A settembre 2020, ancora nell’ambito della fase emergenziale, Unibo ha cercato di stabilizzare le forme di lavoro da remoto. Sembrava che anche sulla spinta delle norme emanate in via ordinaria già a partire dal 2017 e grazie alla sperimentazione operata di fatto con il LAE (nel periodo dell’emergenza pandemica) vi fosse una forte e rapidissima tendenza verso l’incremento del lavoro da remoto.

Su spinta della compagine UIL, il tavolo tecnico per il lavoro agile in Ateneo si è trasformato in una rivisitazione dell’istituto del Telelavoro. All’esito di mesi di trattativa i confederali (CGIL e CISL) hanno sottoscritto un nuovo accordo sul telelavoro, poi disatteso dalla stessa Amministrazione che ha imposto il telelavoro per soli 2 giorni settimanali su 5, senza alcuna possibile deroga in merito e senza la dovuta flessibilità. CUB aveva invece da subito proposto di calcolare il rapporto tra giorni in presenza e giorni da remoto con margine di compensazione almeno semestrale/quadrimestrale (certamente non settimanale).

Quella che doveva essere una forma di lavoro diffusa è servita a pochi per parare i colpi della pandemia, sia in termini di sicurezza, sia per la conciliazione vita lavoro. Ed è andata anche peggio se consideriamo che l’Amministrazione ha imposto il telelavoro (in luogo del LAE) a tutti i lavoratori fragili, con conseguente perdita di diritti (es. flessibilità nel cambio domicilio) e reddito (diritto al buono pasto).

Oggi è chiaro come la visione dell’Ateneo di questi istituti non sia poi così evoluta.
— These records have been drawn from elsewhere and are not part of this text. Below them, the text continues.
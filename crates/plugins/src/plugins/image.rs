// SPDX-License-Identifier: MIT OR Apache-2.0
// Copyright (c) 2026 Richard Majewski - Varanid Works

//! Image generator, triggered by extension.

use anyhow::{Context, Result};
use std::path::Path;
use tracing::info;

use touchfs_store::{dirname, Content, Node, NodeStore};

use crate::{Generated, Plugin, PluginEnv};

const SUPPORTED_EXTENSIONS: [&str; 3] = ["jpg", "jpeg", "png"];
const DEFAULT_IMAGE_MODEL: &str = "dall-e-3";
// Square images are fastest to generate.
const DEFAULT_SIZE: &str = "1024x1024";
const DEFAULT_QUALITY: &str = "standard";

pub struct ImageGenerator;

impl Plugin for ImageGenerator {
    fn name(&self) -> &'static str {
        "image"
    }

    fn can_handle(&self, path: &str, node: &Node) -> bool {
        node.is_file()
            && Path::new(path)
                .extension()
                .map(|e| {
                    SUPPORTED_EXTENSIONS.contains(&e.to_string_lossy().to_lowercase().as_str())
                })
                .unwrap_or(false)
    }

    fn generate(&self, env: &PluginEnv<'_>, path: &str, _node: &Node) -> Result<Generated> {
        let subject = image_prompt(env.store, path);
        // The provider embellishes terse prompts unless told not to.
        let prompt = format!(
            "I NEED to test how the tool works with extremely simple prompts. \
             DO NOT add any detail, just use it AS-IS: {subject}"
        );
        info!(%path, %subject, "image_generation");
        let bytes = touchfs_backend::image(
            env.backend,
            DEFAULT_IMAGE_MODEL,
            &prompt,
            DEFAULT_SIZE,
            DEFAULT_QUALITY,
        )
        .with_context(|| format!("generate image for {path}"))?;
        Ok(Generated::Bytes(bytes))
    }
}

/// Prompt for an image: the nearest prompt file if one exists, otherwise the
/// filename with separators spaced out.
fn image_prompt(store: &NodeStore, path: &str) -> String {
    let mut dir = dirname(path);
    loop {
        for name in touchfs_config::PROMPT_FILE_NAMES {
            let candidate = if dir == "/" {
                format!("/{name}")
            } else {
                format!("{dir}/{name}")
            };
            let found = store.with_node(&candidate, |node| match node.content() {
                Some(Content::Text(s)) if !s.trim().is_empty() => Some(s.trim().to_string()),
                _ => None,
            });
            if let Some(Some(prompt)) = found {
                return prompt;
            }
        }
        if dir == "/" {
            break;
        }
        dir = dirname(&dir);
    }

    Path::new(path)
        .file_stem()
        .map(|s| s.to_string_lossy().replace(['_', '-'], " "))
        .unwrap_or_default()
}

#[cfg(test)]
mod tests {
    use super::*;

    #[test]
    fn matches_supported_extensions_only() {
        let plugin = ImageGenerator;
        let node = Node::file(0o644);
        assert!(plugin.can_handle("/a/cat.png", &node));
        assert!(plugin.can_handle("/a/cat.JPG", &node));
        assert!(plugin.can_handle("/a/cat.jpeg", &node));
        assert!(!plugin.can_handle("/a/cat.gif", &node));
        assert!(!plugin.can_handle("/a/cat", &node));
    }

    #[test]
    fn prompt_derives_from_filename_without_config() {
        let store = NodeStore::new();
        assert_eq!(image_prompt(&store, "/red_sunset-beach.png"), "red sunset beach");
    }

    #[test]
    fn prompt_file_overrides_filename() {
        let store = NodeStore::new();
        store.ensure_dir_all("/pics").unwrap();
        store.insert("/pics/.prompt", Node::file(0o644)).unwrap();
        store
            .update("/pics/.prompt", |n| {
                n.set_content(Content::Text("a watercolor fox".into()))
            })
            .unwrap();
        store.insert("/pics/fox.png", Node::file(0o644)).unwrap();
        assert_eq!(image_prompt(&store, "/pics/fox.png"), "a watercolor fox");
    }
}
Istituti ad uso e consumo del datore di lavoro, non accessibili a tutti i lavoratori e soprattutto adottati solo come leve organizzative o soluzioni di comodo (risparmi a bilancio).

Così anche per il lavoro agile ordinario (smart working) che Unibo ha sperimentato per tutto il 2021, nonostante la stessa sperimentazione dell’istituto fosse strettamente affine all’esperienza del Lavoro Agile Emergenziale, già messo in pratica dal 98% dei lavoratori nel 2020. E non a caso all’esito della sperimentazione anche i focus group hanno confermato che le criticità da subito rilevate da CUB che riguardano proprio il “modello contrattuale” che Unibo ha adottato nella sperimentazione, frutto di mentalità verticistica ed eccessivamente burocratica.

Ad oggi, si è sperimentato uno Smart Working “solo per alcuni”, questo in palese violazione del principio di rotazione/turnazione. Ora si punta ad estendere la sperimentazione, quando invece il lavoro agile dovrebbe essere consentito fin dal 2017 a tutti i dipendenti che lo richiedono.

Ad oggi, non sappiamo quale sarà l’esito che andrà a formalizzarsi nell’accordo locale, ma sappiamo che proprio su questo tema interverrà a breve anche la contrattazione nazionale.

Glissando sugli aspetti più strettamente contrattuali CUB punta a introdurre nell’Accordo locale una PARTE ECONOMICA: oltre alla previsione del buono pasto anche per tutte le giornate da remoto, occorre individuare una cifra adeguata a titolo di rimborso spese per le utenze. Inoltre, a nostro parere, contestualmente all’avvio del nuovo lavoro agile in Ateneo occorrerà prevedere un piano straordinario di mobilità interna nonché una vera attuazione del principio di turnazione nei ruoli di responsabilità, in modo da cercare di scardinare alcune situazioni ormai purtroppo patologiche.